Believe it or not, at one point Constance Bennett was the most popular and highest paid actress in Hollywood. For much of the middle 1930s, she excelled in well written comedies driven by a truly distinctive style. This followed a shorter period where she a series of roles as various women with various loose morals, shall we say.
In what one could as a hybrid between these two periods of her hey-day falls 1932’s Lady with a Past. It’s definitely a comedy though it suffers perhaps slightly from not taking itself overly seriously. Here she plays Venice Muir, a young socialite who most unbelievably can’t seem to attract a man for more than a moment or too. Coming off as a rather bookish sort, she launches every conversation with a potential suitor with a summary of the latest book she’s read, which has the expected effect of driving them off in relatively short order.
Seeing others, most notably a woman who went to trial for murdering her husband but was acquitted, garner outrageous amounts of gentlemanly attention, she comes up with a plan. But more on that later.
In a fluke episode, she manages an evening with a drunken Donnie Wainwright (David Manners) who bemuses her. Drunkenly he proposes to her early in the morning prior to departing to catch a ship to Europe. Though not entirely sure if his proposal was legitimate or not, she takes her own trip to Paris to get a change of scenery.
There she meets Guy Bryson (Ben Lyon), a rather poor chap who is so broke she has to pay for his coffee at a small streetside café. As they talk they come to an agreement. He will escort her around town as her gigolo, introducing her to his friends and in the process developing a bit of a backstory for her. In return she’ll of course pay him. The results are overwhelmingly good as she is besieged by a veritable bevy of suitors.
Among them is Rene (Albert Conti), who reluctantly also proposes marriage, though secretly to tap into her finances to reduce his own extreme debts. Shortly after she declines his offer he shoots himself. But before she can shed a tear for Rene her phone rings with Donnie on the other end. She quickly invites him to a party in her suite.
Donnie arrives expecting to find the same Venice he’s always known- a bit of a wallflower desperate for attention. Instead the tables have been completely turned on him as he finds her suite filled with several other men as he’s the one now on the outside looking in. They talk briefly but the conversation goes nowhere.
Concurrently a real scandal begins to brew about Rene’s suicide and blaming it on being spurned by Venice. Shamed she returns to the States with guy, only to learn that he’s married- another loose end which seems unneeded. She returns to her social circle, but is now the belle of the ball, being sought out by all the men and even the women to hear her recount her latest exploits.
Finally, in a rather abrupt ending, she reunites with Donnie and presumably they live happily ever after.
The greatest thing Lady with a Past has going for it is Constance Bennett herself, as without her this one would be a dud in most areas.
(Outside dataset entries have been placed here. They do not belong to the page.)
use super::{Block, BlockFactory, DefaultBlock, Height, Seal, Transaction, Validator};
use crate::{event::BlockCreatedEvent, event_store::Repository, txpool::BlockProposer, BoxError};
use std::sync::{Arc, Mutex, PoisonError};

/// The seal and height of the newest block.
#[derive(Debug, Clone, PartialEq, Eq)]
struct ChainTip {
    seal: Seal,
    height: Height,
}

/// Creates blocks on top of the newest block created by this node.
///
/// Only the leader proposes, so the chain tip is tracked locally.
pub struct Proposer<V, R> {
    factory: Arc<BlockFactory<V, R>>,
    creator: Vec<u8>,
    tip: Mutex<ChainTip>,
}

impl<V, R> Proposer<V, R>
where
    V: Validator + Sync,
{
    /// Create a `Proposer` extending the chain starting at `genesis`.
    ///
    /// Blocks are marked with `creator` as their proposing node.
    pub fn new<B>(factory: Arc<BlockFactory<V, R>>, creator: Vec<u8>, genesis: &B) -> Self
    where
        B: Block,
    {
        Self {
            factory,
            creator,
            tip: Mutex::new(ChainTip {
                seal: genesis.seal().clone(),
                height: genesis.height(),
            }),
        }
    }

    /// The height of the newest block.
    pub fn height(&self) -> Height {
        self.tip.lock().unwrap_or_else(PoisonError::into_inner).height
    }

    /// The seal of the newest block.
    pub fn seal(&self) -> Seal {
        self.tip
            .lock()
            .unwrap_or_else(PoisonError::into_inner)
            .seal
            .clone()
    }

    /// Seal `transactions` into the next block.
    ///
    /// The chain tip is only advanced if the block was created and persisted.
    pub fn propose_block<T>(&self, transactions: Vec<T>) -> Result<DefaultBlock<T>, BoxError>
    where
        T: Transaction,
        R: Repository<BlockCreatedEvent<T>>,
    {
        let mut tip = self.tip.lock().unwrap_or_else(PoisonError::into_inner);
        let height = tip
            .height
            .next()
            .ok_or("The chain reached its maximum height.")?;

        let block = self.factory.create_proposed_block(
            tip.seal.clone(),
            height,
            transactions,
            self.creator.clone(),
        )?;

        *tip = ChainTip {
            seal: block.seal.clone(),
            height,
        };
        Ok(block)
    }
}

impl<T, V, R> BlockProposer<T> for Proposer<V, R>
where
    T: Transaction,
    V: Validator + Send + Sync,
    R: Repository<BlockCreatedEvent<T>> + Send + Sync,
{
    fn propose(&self, transactions: Vec<T>) -> Result<Height, BoxError> {
        let block = self.propose_block(transactions)?;
        Ok(block.height)
    }
}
She’s vivacious and eager and does a surprisingly good performance – much better than most would expect from her. We literally see her transform even to her body language from the quiet and reserved shy girl to the lively and engaging social flower. The audience just must shed their natural disbelief and buy in that in some alternate universe she couldn’t attract a man.
Though probably unintentional, it’s ironic to note that early in the Lady with a Past when Venice is still rather alone she is usually in white, whereas later when she returns from Europe (and the scandal has broken and she’s on top of the world) she’s normally clad in black. Perhaps nothing or perhaps a statement on getting what you wish for.
Outside of her performance, the balance of the cast with the potential exception of Albert Conti in his brief role as Rene, the balance of the cast falls flat. Both Ben Lyon and David Manners rather blur together into a sea of pablum. Neither is overly engaging or even interesting and it’s surprising that even the wallflower version of Venice would be interested in Donnie.
Though the film runs a short 80 minutes, it’s a rather bloated 80 minutes as there really isn’t as much story here as there could have been. We also get a few red herrings thrown in which don’t seem to serve much purpose. First among these is the entire Rene character and his suicide as it seems that by this point Venice doesn’t need the scandal it creates (which wouldn’t be a scandal in any other era). She’s already gotten her bevy of men and has Donnie eating out of her hand. There’s also a thankfully brief dream sequence with her and Guy and lastly the addition of Guy’s marriage and wife to the film seem to add very little.
In spite of the bloat, the final twenty minutes or so feel rushed and thrown together at a moment’s notice, both in short and undeveloped scenes and the cut to black ending.
While not a smashingly great film by any means, Lady with a Past is fun to watch if you’re an fan of Constance Bennett. Outside of those folks, sadly one that perhaps is better off missed.